• _What you have to do_: Your answer must consist of exactly the lines below, starting with the line with "return Err(Error::LinkExists(sample));" and going on through the line with "record to library", and nothing else.

(Stored entries)
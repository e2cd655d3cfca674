//! The record data model.
//!
//! A record is a UUID-identified, versioned document describing a sequencing
//! experiment. Every mutation appends a timestamped comment to the record's
//! history, together with the CID the record held at the time, so divergent
//! copies can be reasoned about and rolled back.

use std::collections::BTreeMap;

use chrono::{DateTime, Utc};
use serde::{Deserialize, Serialize};
use uuid::Uuid;

use crate::crypto;
use crate::error::{Error, Result};

/// A single entry in a record's history.
#[derive(Debug, Clone, PartialEq, Eq, Serialize, Deserialize)]
pub struct Comment {
    pub timestamp: DateTime<Utc>,
    pub text: String,
    /// The CID the record held when this comment was appended.
    #[serde(rename = "previousCID", default)]
    pub previous_cid: String,
}

impl Comment {
    pub fn new(text: impl Into<String>, previous_cid: impl Into<String>) -> Self {
        Comment {
            timestamp: Utc::now(),
            text: text.into(),
            previous_cid: previous_cid.into(),
        }
    }
}

/// A versioned, UUID-identified document describing a sequencing experiment.
///
/// Records are owned by their caller and passed by value across the database
/// API; the database serializes a copy on every write.
#[derive(Debug, Clone, PartialEq, Serialize, Deserialize)]
pub struct Record {
    /// Stable identity. Holds ciphertext while `encrypted` is set.
    #[serde(default)]
    uuid: String,
    /// The last known CID of this record in the DAG, empty on creation.
    #[serde(rename = "previousCID", default)]
    previous_cid: String,
    #[serde(default)]
    history: Vec<Comment>,
    #[serde(default)]
    encrypted: bool,
    /// Human readable label, also the default lookup key.
    #[serde(default)]
    alias: String,
    #[serde(default)]
    description: String,
    #[serde(rename = "linkedSamples", default)]
    linked_samples: BTreeMap<String, String>,
    #[serde(rename = "linkedLibraries", default)]
    linked_libraries: BTreeMap<String, String>,
    #[serde(default)]
    barcodes: BTreeMap<String, i32>,
}

impl Record {
    /// Returns a builder for a new record.
    pub fn builder() -> RecordBuilder {
        RecordBuilder::default()
    }

    pub fn uuid(&self) -> &str {
        &self.uuid
    }

    pub fn previous_cid(&self) -> &str {
        &self.previous_cid
    }

    pub(crate) fn set_previous_cid(&mut self, cid: impl Into<String>) {
        self.previous_cid = cid.into();
    }

    pub fn history(&self) -> &[Comment] {
        &self.history
    }

    pub fn encrypted(&self) -> bool {
        self.encrypted
    }

    pub fn alias(&self) -> &str {
        &self.alias
    }

    /// Updates the alias and notes the change in the history.
    pub fn set_alias(&mut self, alias: impl Into<String>) {
        let alias = alias.into();
        if !alias.is_empty() {
            self.alias = alias;
            self.add_comment("alias updated.");
        }
    }

    pub fn description(&self) -> &str {
        &self.description
    }

    /// Updates the description and notes the change in the history.
    pub fn set_description(&mut self, description: impl Into<String>) {
        let description = description.into();
        if !description.is_empty() {
            self.description = description;
            self.add_comment("description updated.");
        }
    }

    pub fn linked_samples(&self) -> &BTreeMap<String, String> {
        &self.linked_samples
    }

    pub fn linked_libraries(&self) -> &BTreeMap<String, String> {
        &self.linked_libraries
    }

    pub fn barcodes(&self) -> &BTreeMap<String, i32> {
        &self.barcodes
    }

    /// Appends a timestamped comment to the record's history, along with the
    /// last known CID to enable rollbacks.
    pub fn add_comment(&mut self, text: impl Into<String>) {
        self.history
            .push(Comment::new(text, self.previous_cid.clone()));
    }

    /// Links a sample to the record.
    ///
    /// Fails if the sample UUID is already linked.
    pub fn link_sample(&mut self, sample: Uuid, location: impl Into<String>) -> Result<()> {
        let sample = sample.to_string();
        if self.linked_samples.contains_key(&sample) {
            return Err(Error::LinkExists(sample));
        }
        self.linked_samples.insert(sample.clone(), location.into());
        self.add_comment(format!("linked record to sample ({})", sample));
        Ok(())
    }

    /// Links a library to the record.
    ///
    /// Fails if the library UUID is already linked.
    pub fn link_library(&mut self, library: Uuid, location: impl Into<String>) -> Result<()> {
        let library = library.to_string();
        if self.linked_libraries.contains_key(&library) {
            return Err(Error::LinkExists(library));
        }
        self.linked_libraries
            .insert(library.clone(), location.into());
        self.add_comment(format!("linked record to library ({})", library));
        Ok(())
    }

    /// Assigns a barcode to a linked entity.
    ///
    /// Fails if the UUID already carries a barcode.
    pub fn add_barcode(&mut self, entity: Uuid, barcode: i32) -> Result<()> {
        let entity = entity.to_string();
        if self.barcodes.contains_key(&entity) {
            return Err(Error::LinkExists(entity));
        }
        self.barcodes.insert(entity.clone(), barcode);
        self.add_comment(format!("added barcode to record ({})", entity));
        Ok(())
    }

    /// The timestamp of the first history entry.
    pub fn created_timestamp(&self) -> Option<DateTime<Utc>> {
        self.history.first().map(|c| c.timestamp)
    }

    /// The timestamp of the most recent history entry.
    pub fn last_updated_timestamp(&self) -> Option<DateTime<Utc>> {
        self.history.last().map(|c| c.timestamp)
    }

    /// Encrypts the record's protected fields in place.
    ///
    /// Currently only the UUID is encrypted. Fails if the record is already
    /// encrypted.
    pub fn encrypt(&mut self, key: &[u8]) -> Result<()> {
        if self.encrypted {
            return Err(Error::Encrypted);
        }
        self.uuid = crypto::encrypt(&self.uuid, key)?;
        self.encrypted = true;
        Ok(())
    }

    /// Decrypts the record's protected fields in place.
    ///
    /// Plaintext records are left untouched.
    pub fn decrypt(&mut self, key: &[u8]) -> Result<()> {
        if !self.encrypted {
            return Ok(());
        }
        self.uuid = crypto::decrypt(&self.uuid, key)?;
        self.encrypted = false;
        Ok(())
    }
}

/// Builder for [`Record`].
#[derive(Debug, Default)]
pub struct RecordBuilder {
    alias: Option<String>,
    description: Option<String>,
}

impl RecordBuilder {
    /// Sets the human readable label of the record.
    pub fn alias(mut self, alias: impl Into<String>) -> Self {
        self.alias = Some(alias.into());
        self
    }

    /// Sets the description of the record.
    pub fn description(mut self, description: impl Into<String>) -> Self {
        self.description = Some(description.into());
        self
    }

    /// Creates the record, assigning it a fresh UUID and starting its
    /// history.
    pub fn build(self) -> Record {
        let mut record = Record {
            uuid: Uuid::new_v4().to_string(),
            previous_cid: String::new(),
            history: Vec::new(),
            encrypted: false,
            alias: String::new(),
            description: String::new(),
            linked_samples: BTreeMap::new(),
            linked_libraries: BTreeMap::new(),
            barcodes: BTreeMap::new(),
        };
        record.add_comment("record created.");
        if let Some(alias) = self.alias {
            record.set_alias(alias);
        }
        if let Some(description) = self.description {
            record.set_description(description);
        }
        record
    }
}

#[cfg(test)]
mod tests {
    use super::*;

    #[test]
    fn new_record_starts_history() {
        let record = Record::builder()
            .alias("test record")
            .description("this is a test record")
            .build();

        assert!(!record.uuid().is_empty());
        assert!(record.previous_cid().is_empty());
        assert_eq!(record.alias(), "test record");
        assert_eq!(record.description(), "this is a test record");
        // creation plus the two field updates
        assert_eq!(record.history().len(), 3);
        assert_eq!(record.history()[0].text, "record created.");
    }

    #[test]
    fn history_timestamps_non_decreasing() {
        let mut record = Record::builder().alias("ordered").build();
        for i in 0..10 {
            record.add_comment(format!("comment {}", i));
        }
        let stamps: Vec<_> = record.history().iter().map(|c| c.timestamp).collect();
        assert!(stamps.windows(2).all(|w| w[0] <= w[1]));
        assert_eq!(record.created_timestamp(), Some(stamps[0]));
        assert_eq!(
            record.last_updated_timestamp(),
            Some(stamps[stamps.len() - 1])
        );
    }

    #[test]
    fn duplicate_links_rejected() {
        let mut record = Record::builder().alias("linked").build();
        let sample = Uuid::new_v4();
        record.link_sample(sample, "/seq/run1").unwrap();
        assert!(matches!(
            record.link_sample(sample, "/seq/run2"),
            Err(Error::LinkExists(_))
        ));

        let library = Uuid::new_v4();
        record.link_library(library, "/libs/a").unwrap();
        assert!(matches!(
            record.link_library(library, "/libs/b"),
            Err(Error::LinkExists(_))
        ));

        let entity = Uuid::new_v4();
        record.add_barcode(entity, 7).unwrap();
        assert!(matches!(
            record.add_barcode(entity, 8),
            Err(Error::LinkExists(_))
        ));
    }

    #[test]
    fn encrypt_round_trip() {
        let key = crate::crypto::password_to_cipher_key("dummy password").unwrap();
        let mut record = Record::builder().alias("secret").build();
        let plain_uuid = record.uuid().to_string();

        record.encrypt(&key).unwrap();
        assert!(record.encrypted());
        assert_ne!(record.uuid(), plain_uuid);

        // double encryption is refused
        assert!(matches!(record.encrypt(&key), Err(Error::Encrypted)));

        record.decrypt(&key).unwrap();
        assert!(!record.encrypted());
        assert_eq!(record.uuid(), plain_uuid);

        // decrypting a plaintext record is a no-op
        record.decrypt(&key).unwrap();
        assert_eq!(record.uuid(), plain_uuid);
    }

    #[test]
    fn wire_format_round_trip() {
        let mut record = Record::builder().alias("wire").build();
        record.link_sample(Uuid::new_v4(), "/somewhere").unwrap();

        let json = serde_json::to_string(&record).unwrap();
        assert!(json.contains("\"previousCID\""));
        assert!(json.contains("\"linkedSamples\""));

        let decoded: Record = serde_json::from_str(&json).unwrap();
        assert_eq!(decoded, record);
    }
}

• _Task answer_:
            return Err(Error::LinkExists(sample));
        }
        self.linked_samples.insert(sample.clone(), location.into());
        self.add_comment(format!("linked record to sample ({})", sample));
        Ok(())
    }

    /// Links a library to the record.
    ///
    /// Fails if the library UUID is already linked.
    pub fn link_library(&mut self, library: Uuid, location: impl Into<String>) -> Result<()> {
        let library = library.to_string();
        if self.linked_libraries.contains_key(&library) {
            return Err(Error::LinkExists(library));
        }
        self.linked_libraries
            .insert(library.clone(), location.into());
        self.add_comment(format!("linked record to library ({})", library));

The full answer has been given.